Pull out every line below containing the word "usize".

[Collected data]
--------------------

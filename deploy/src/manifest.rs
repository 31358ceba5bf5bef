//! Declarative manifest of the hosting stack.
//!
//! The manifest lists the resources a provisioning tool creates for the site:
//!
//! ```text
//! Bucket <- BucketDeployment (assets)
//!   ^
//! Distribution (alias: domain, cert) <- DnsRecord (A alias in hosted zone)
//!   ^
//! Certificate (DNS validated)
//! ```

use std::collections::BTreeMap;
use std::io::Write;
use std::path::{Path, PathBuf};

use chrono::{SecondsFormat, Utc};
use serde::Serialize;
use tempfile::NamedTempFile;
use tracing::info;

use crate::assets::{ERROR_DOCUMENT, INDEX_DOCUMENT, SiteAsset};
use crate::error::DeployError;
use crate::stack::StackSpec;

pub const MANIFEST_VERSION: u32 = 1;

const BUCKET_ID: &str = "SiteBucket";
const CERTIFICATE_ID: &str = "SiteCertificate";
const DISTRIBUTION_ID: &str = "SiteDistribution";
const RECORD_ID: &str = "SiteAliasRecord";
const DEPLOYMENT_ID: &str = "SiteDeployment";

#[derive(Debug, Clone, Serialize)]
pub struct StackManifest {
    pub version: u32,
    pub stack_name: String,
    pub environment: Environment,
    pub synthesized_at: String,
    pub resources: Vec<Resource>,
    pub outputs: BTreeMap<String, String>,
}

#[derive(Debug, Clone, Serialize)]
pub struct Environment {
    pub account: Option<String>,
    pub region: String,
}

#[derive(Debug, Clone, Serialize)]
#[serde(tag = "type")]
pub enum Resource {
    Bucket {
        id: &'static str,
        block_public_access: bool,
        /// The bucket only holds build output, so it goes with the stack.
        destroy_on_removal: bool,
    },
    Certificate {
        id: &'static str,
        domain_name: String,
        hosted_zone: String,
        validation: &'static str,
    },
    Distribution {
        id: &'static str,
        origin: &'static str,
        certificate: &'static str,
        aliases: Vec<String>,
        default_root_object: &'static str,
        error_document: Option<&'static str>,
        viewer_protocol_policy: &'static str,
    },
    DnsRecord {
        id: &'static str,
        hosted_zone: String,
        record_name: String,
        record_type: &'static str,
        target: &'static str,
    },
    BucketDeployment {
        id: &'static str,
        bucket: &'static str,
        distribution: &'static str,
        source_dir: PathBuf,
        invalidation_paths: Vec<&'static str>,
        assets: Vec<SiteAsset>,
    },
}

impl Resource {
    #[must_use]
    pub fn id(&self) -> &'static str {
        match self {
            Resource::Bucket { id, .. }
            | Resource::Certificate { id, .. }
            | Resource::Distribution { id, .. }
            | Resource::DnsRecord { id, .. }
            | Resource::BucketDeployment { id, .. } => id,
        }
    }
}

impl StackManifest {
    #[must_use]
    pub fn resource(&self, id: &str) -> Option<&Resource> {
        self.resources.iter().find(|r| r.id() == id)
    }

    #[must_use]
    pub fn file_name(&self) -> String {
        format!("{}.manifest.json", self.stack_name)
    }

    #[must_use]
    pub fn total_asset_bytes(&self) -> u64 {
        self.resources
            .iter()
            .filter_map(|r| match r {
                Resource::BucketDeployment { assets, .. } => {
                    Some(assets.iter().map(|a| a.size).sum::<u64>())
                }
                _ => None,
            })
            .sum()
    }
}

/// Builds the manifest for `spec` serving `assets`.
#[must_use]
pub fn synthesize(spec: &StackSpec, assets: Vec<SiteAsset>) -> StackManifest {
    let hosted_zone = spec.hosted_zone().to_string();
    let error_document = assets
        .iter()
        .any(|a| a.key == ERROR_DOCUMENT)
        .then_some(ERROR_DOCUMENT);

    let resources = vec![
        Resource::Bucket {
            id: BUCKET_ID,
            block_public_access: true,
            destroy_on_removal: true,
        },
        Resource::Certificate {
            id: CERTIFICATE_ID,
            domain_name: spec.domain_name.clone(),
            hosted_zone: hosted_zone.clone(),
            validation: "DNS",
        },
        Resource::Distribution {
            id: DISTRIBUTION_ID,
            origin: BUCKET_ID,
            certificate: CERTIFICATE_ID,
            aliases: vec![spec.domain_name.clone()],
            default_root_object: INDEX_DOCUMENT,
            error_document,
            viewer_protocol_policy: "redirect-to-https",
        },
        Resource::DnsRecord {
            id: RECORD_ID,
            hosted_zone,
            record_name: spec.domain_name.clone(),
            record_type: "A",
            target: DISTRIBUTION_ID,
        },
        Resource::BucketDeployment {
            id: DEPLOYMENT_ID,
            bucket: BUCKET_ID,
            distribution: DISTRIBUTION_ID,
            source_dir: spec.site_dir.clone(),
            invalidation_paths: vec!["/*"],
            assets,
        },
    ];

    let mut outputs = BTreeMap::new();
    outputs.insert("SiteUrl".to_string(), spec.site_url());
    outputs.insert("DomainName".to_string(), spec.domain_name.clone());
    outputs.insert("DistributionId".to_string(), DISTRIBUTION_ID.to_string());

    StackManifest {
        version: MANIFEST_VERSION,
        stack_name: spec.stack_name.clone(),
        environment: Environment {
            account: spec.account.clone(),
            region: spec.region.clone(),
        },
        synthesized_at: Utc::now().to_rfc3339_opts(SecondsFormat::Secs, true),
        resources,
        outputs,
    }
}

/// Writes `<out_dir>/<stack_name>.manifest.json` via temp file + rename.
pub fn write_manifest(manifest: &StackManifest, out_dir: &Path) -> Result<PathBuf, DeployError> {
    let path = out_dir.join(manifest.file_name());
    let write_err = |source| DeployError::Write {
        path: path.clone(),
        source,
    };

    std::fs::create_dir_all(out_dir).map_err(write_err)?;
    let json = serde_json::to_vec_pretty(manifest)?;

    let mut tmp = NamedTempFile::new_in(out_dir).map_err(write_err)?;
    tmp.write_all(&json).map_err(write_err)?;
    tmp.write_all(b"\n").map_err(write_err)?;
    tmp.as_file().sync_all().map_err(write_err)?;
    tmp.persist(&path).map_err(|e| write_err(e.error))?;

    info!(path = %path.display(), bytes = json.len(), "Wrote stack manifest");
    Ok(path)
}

--------------------

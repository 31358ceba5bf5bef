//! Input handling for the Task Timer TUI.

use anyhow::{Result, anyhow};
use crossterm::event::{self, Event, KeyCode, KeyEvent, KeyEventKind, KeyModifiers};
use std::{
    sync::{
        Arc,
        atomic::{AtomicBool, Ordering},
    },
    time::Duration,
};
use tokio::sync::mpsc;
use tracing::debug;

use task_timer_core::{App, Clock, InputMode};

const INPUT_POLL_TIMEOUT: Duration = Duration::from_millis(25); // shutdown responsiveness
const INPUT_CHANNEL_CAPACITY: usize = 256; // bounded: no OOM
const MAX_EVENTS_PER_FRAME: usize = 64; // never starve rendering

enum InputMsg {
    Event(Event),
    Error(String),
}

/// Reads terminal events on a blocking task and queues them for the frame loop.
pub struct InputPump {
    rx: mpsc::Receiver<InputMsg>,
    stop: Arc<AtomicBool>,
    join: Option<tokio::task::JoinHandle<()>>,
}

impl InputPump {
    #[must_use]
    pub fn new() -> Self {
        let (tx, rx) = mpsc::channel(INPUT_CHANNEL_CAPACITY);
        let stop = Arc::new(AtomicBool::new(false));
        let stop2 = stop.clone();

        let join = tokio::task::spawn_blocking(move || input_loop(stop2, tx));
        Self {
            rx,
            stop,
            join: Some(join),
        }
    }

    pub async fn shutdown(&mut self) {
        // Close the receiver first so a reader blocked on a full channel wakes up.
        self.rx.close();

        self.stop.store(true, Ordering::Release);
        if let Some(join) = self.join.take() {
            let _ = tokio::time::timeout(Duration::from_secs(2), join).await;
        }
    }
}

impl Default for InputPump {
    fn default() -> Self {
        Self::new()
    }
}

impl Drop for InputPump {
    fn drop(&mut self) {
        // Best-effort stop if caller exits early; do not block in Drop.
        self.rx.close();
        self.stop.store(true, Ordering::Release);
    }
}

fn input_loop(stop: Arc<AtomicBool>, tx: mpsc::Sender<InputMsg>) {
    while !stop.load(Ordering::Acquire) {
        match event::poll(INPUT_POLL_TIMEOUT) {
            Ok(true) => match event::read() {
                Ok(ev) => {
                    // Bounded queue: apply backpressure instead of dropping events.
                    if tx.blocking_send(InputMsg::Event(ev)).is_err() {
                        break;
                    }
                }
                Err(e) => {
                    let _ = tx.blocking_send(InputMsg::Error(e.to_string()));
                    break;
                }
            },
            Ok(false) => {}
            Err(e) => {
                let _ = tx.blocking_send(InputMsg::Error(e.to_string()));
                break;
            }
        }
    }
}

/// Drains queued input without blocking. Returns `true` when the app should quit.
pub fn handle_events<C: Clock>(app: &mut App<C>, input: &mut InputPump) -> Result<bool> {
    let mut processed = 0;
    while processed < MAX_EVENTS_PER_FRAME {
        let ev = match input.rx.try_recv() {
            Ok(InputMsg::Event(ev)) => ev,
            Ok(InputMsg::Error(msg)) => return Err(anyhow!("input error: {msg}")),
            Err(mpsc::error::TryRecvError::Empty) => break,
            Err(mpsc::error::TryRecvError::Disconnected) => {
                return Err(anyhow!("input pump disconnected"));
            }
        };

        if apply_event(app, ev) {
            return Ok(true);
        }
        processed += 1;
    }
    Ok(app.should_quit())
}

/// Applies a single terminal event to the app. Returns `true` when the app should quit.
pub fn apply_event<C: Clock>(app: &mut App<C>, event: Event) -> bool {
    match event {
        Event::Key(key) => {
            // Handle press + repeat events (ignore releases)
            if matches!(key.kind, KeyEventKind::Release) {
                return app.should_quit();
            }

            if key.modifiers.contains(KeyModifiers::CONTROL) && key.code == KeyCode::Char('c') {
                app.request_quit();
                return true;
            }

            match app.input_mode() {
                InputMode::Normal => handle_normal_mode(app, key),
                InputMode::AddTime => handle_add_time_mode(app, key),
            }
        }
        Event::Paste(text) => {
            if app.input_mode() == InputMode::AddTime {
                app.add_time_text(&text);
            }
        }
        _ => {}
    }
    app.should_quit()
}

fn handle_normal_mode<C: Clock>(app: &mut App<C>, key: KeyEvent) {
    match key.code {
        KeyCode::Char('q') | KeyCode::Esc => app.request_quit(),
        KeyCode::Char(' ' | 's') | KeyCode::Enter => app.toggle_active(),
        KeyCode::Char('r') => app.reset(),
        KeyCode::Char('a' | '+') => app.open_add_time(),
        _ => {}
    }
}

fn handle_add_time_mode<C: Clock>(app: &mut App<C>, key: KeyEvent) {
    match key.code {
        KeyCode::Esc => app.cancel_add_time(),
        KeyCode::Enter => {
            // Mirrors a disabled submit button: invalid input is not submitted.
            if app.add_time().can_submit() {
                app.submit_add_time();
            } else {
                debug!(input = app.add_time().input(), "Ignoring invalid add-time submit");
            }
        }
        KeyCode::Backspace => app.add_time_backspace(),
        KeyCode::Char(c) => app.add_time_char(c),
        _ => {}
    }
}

--------------------

Response area
const INPUT_CHANNEL_CAPACITY: usize = 256; // bounded: no OOM
const MAX_EVENTS_PER_FRAME: usize = 64; // never starve rendering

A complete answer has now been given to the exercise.